Everyone should be respected as an individual, but no one idolised.Albert Einstein
We see this especially with politicians. Certain elected officials who represent a certain party have been shown to be hypocrites, shattering any false illusions that a person may have about them. An example of this is Diane Abbott, MP for Hackney North and Stoke Newington.
Abbott had previously praised the standards of state schools in London, yet decided to send her own children to private schools. She said she did so, so “her son wouldn’t end up in a gang.” The Independent reported that people had labelled her “a sellout” for doing so, as it reeked of hypocrisy and classism.
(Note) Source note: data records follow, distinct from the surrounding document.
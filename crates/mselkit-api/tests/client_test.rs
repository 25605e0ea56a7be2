#![allow(clippy::unwrap_used)]
// Integration tests for `ApiClient` using wiremock.

use serde_json::json;
use uuid::Uuid;
use wiremock::matchers::{body_json, header, method, path};
use wiremock::{Mock, MockServer, ResponseTemplate};

use mselkit_api::models::{CreateTeamRequest, MselStatus, UpdateMselRequest};
use mselkit_api::{ApiClient, Error, TransportConfig};

// ── Helpers ─────────────────────────────────────────────────────────

async fn setup() -> (MockServer, ApiClient) {
    let server = MockServer::start().await;
    let token = secrecy::SecretString::from("test-token".to_string());
    let client = ApiClient::from_token(&server.uri(), &token, &TransportConfig::default()).unwrap();
    (server, client)
}

// ── Auth header ─────────────────────────────────────────────────────

#[tokio::test]
async fn test_bearer_token_sent_on_every_request() {
    let (server, client) = setup().await;

    Mock::given(method("GET"))
        .and(path("/api/msels"))
        .and(header("authorization", "Bearer test-token"))
        .respond_with(ResponseTemplate::new(200).set_body_json(json!([])))
        .mount(&server)
        .await;

    let msels = client.list_msels().await.unwrap();
    assert!(msels.is_empty());
}

#[tokio::test]
async fn test_unauthorized_maps_to_invalid_token() {
    let (server, client) = setup().await;

    Mock::given(method("GET"))
        .and(path("/api/msels"))
        .respond_with(ResponseTemplate::new(401))
        .mount(&server)
        .await;

    let result = client.list_msels().await;
    assert!(
        matches!(result, Err(Error::InvalidToken)),
        "expected InvalidToken, got: {result:?}"
    );
}

// ── MSEL endpoints ──────────────────────────────────────────────────

#[tokio::test]
async fn test_list_msels() {
    let (server, client) = setup().await;

    let body = json!([{
        "id": "11111111-1111-1111-1111-111111111111",
        "name": "Operation Sentinel",
        "description": "Regional response exercise",
        "status": "InProgress",
        "isTemplate": false
    }]);

    Mock::given(method("GET"))
        .and(path("/api/msels"))
        .respond_with(ResponseTemplate::new(200).set_body_json(&body))
        .mount(&server)
        .await;

    let msels = client.list_msels().await.unwrap();

    assert_eq!(msels.len(), 1);
    assert_eq!(msels[0].name, "Operation Sentinel");
    assert_eq!(msels[0].status, MselStatus::InProgress);
    assert!(!msels[0].is_template);
}

#[tokio::test]
async fn test_update_msel_serializes_only_set_fields() {
    let (server, client) = setup().await;
    let id: Uuid = "11111111-1111-1111-1111-111111111111".parse().unwrap();

    let request = UpdateMselRequest {
        name: Some("Renamed".into()),
        ..UpdateMselRequest::default()
    };

    Mock::given(method("PUT"))
        .and(path(format!("/api/msels/{id}")))
        .and(body_json(json!({"name": "Renamed"})))
        .respond_with(ResponseTemplate::new(200).set_body_json(json!({
            "id": id,
            "name": "Renamed",
            "status": "Pending"
        })))
        .mount(&server)
        .await;

    let updated = client.update_msel(&id, &request).await.unwrap();
    assert_eq!(updated.name, "Renamed");
}

#[tokio::test]
async fn test_delete_msel_accepts_no_content() {
    let (server, client) = setup().await;
    let id: Uuid = "22222222-2222-2222-2222-222222222222".parse().unwrap();

    Mock::given(method("DELETE"))
        .and(path(format!("/api/msels/{id}")))
        .respond_with(ResponseTemplate::new(204))
        .mount(&server)
        .await;

    client.delete_msel(&id).await.unwrap();
}

#[tokio::test]
async fn test_download_msel_returns_raw_bytes() {
    let (server, client) = setup().await;
    let id: Uuid = "33333333-3333-3333-3333-333333333333".parse().unwrap();

    Mock::given(method("GET"))
        .and(path(format!("/api/msels/{id}/xlsx")))
        .respond_with(ResponseTemplate::new(200).set_body_bytes(b"PK\x03\x04fake-xlsx".to_vec()))
        .mount(&server)
        .await;

    let bytes = client.download_msel(&id).await.unwrap();
    assert!(bytes.starts_with(b"PK"));
}

// ── Parent-scoped lists ─────────────────────────────────────────────

#[tokio::test]
async fn test_list_scenario_events_by_msel() {
    let (server, client) = setup().await;
    let msel_id: Uuid = "44444444-4444-4444-4444-444444444444".parse().unwrap();

    let body = json!([
        {
            "id": "55555555-5555-5555-5555-555555555555",
            "mselId": msel_id,
            "rowIndex": 1,
            "deltaSeconds": 300,
            "status": "Approved",
            "isHidden": false
        },
        {
            "id": "66666666-6666-6666-6666-666666666666",
            "mselId": msel_id,
            "rowIndex": 2
        }
    ]);

    Mock::given(method("GET"))
        .and(path(format!("/api/msels/{msel_id}/scenario-events")))
        .respond_with(ResponseTemplate::new(200).set_body_json(&body))
        .mount(&server)
        .await;

    let events = client.list_scenario_events(&msel_id).await.unwrap();

    assert_eq!(events.len(), 2);
    assert_eq!(events[0].delta_seconds, 300);
    assert_eq!(events[0].status, MselStatus::Approved);
    // Omitted optional fields fall back to defaults.
    assert_eq!(events[1].delta_seconds, 0);
    assert_eq!(events[1].status, MselStatus::Pending);
}

// ── Error envelope ──────────────────────────────────────────────────

#[tokio::test]
async fn test_problem_body_is_parsed() {
    let (server, client) = setup().await;

    Mock::given(method("POST"))
        .and(path("/api/teams"))
        .respond_with(ResponseTemplate::new(400).set_body_json(json!({
            "title": "Bad Request",
            "status": 400,
            "detail": "short name is required"
        })))
        .mount(&server)
        .await;

    let request = CreateTeamRequest {
        name: "Blue Cell".into(),
        short_name: String::new(),
        email: None,
    };
    let result = client.create_team(&request).await;

    match result {
        Err(Error::Api { status, message }) => {
            assert_eq!(status, 400);
            assert_eq!(message, "short name is required");
        }
        other => panic!("expected Api error, got: {other:?}"),
    }
}

#[tokio::test]
async fn test_not_found_helper() {
    let (server, client) = setup().await;
    let id: Uuid = "77777777-7777-7777-7777-777777777777".parse().unwrap();

    Mock::given(method("GET"))
        .and(path(format!("/api/msels/{id}")))
        .respond_with(ResponseTemplate::new(404).set_body_json(json!({
            "title": "Not Found",
            "status": 404
        })))
        .mount(&server)
        .await;

    let err = client.get_msel(&id).await.unwrap_err();
    assert!(err.is_not_found(), "expected not-found, got: {err:?}");
}

#[tokio::test]
async fn test_deserialization_error_carries_body_preview() {
    let (server, client) = setup().await;

    Mock::given(method("GET"))
        .and(path("/api/msels"))
        .respond_with(ResponseTemplate::new(200).set_body_string("<html>not json</html>"))
        .mount(&server)
        .await;

    let err = client.list_msels().await.unwrap_err();
    match err {
        Error::Deserialization { message, body } => {
            assert!(message.contains("body preview"));
            assert!(body.contains("<html>"));
        }
        other => panic!("expected Deserialization error, got: {other:?}"),
    }
}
Whether we believe that Abbott was a hypocrite or not, should we really expect more from a person? Should we really be surprised by this? Do we really think that highly of our politicians that we’ve deluded ourselves into thinking that they are above hypocrisy? Do we honestly believe that, if faced with a choice, they wouldn’t look after their own interests before anybody else’s? This mindset will lead to disappointment.
The harsh reality is that public figures are as human as ‘normal’ people. It’s dangerous and pointless to see them as otherwise or more. By seeing them as ‘more than’ human, we’re setting ourselves up for disappointment. We cannot think so highly of them that we think they’re ‘better’ than us. They aren’t.
Let’s Treat People As People Instead Of Gods
They say ‘never meet your heroes’, and that’s sound advice. The image that public figures give out in the media are often nothing more than a carefully crafted illusion; a manufactured and fake persona that we as a public are more than happy to lap up. When we find out that this person has been lying, or at least find themselves in a sticky situation, we’re surprised. We shouldn’t be.
Of course, there’s nothing wrong at all with having role models or being inspired by a particular individual, especially when they overcome challenges, adversity and low points in their lives. In fact, those kinds of stories are often the most motivating for a person, and makes us recognise our fundamentally flawed characters as human beings.
Society’s obsession with perfection won’t end well. By trying to impose perfection on public figures (not the same as moral relativism), we set ourselves up for failure. Being a politician, celebrity or otherwise in the public eye does not, should not and cannot separate them from their basic humanity. Do not expect the world from them, otherwise you’ll be disappointed by who they really are.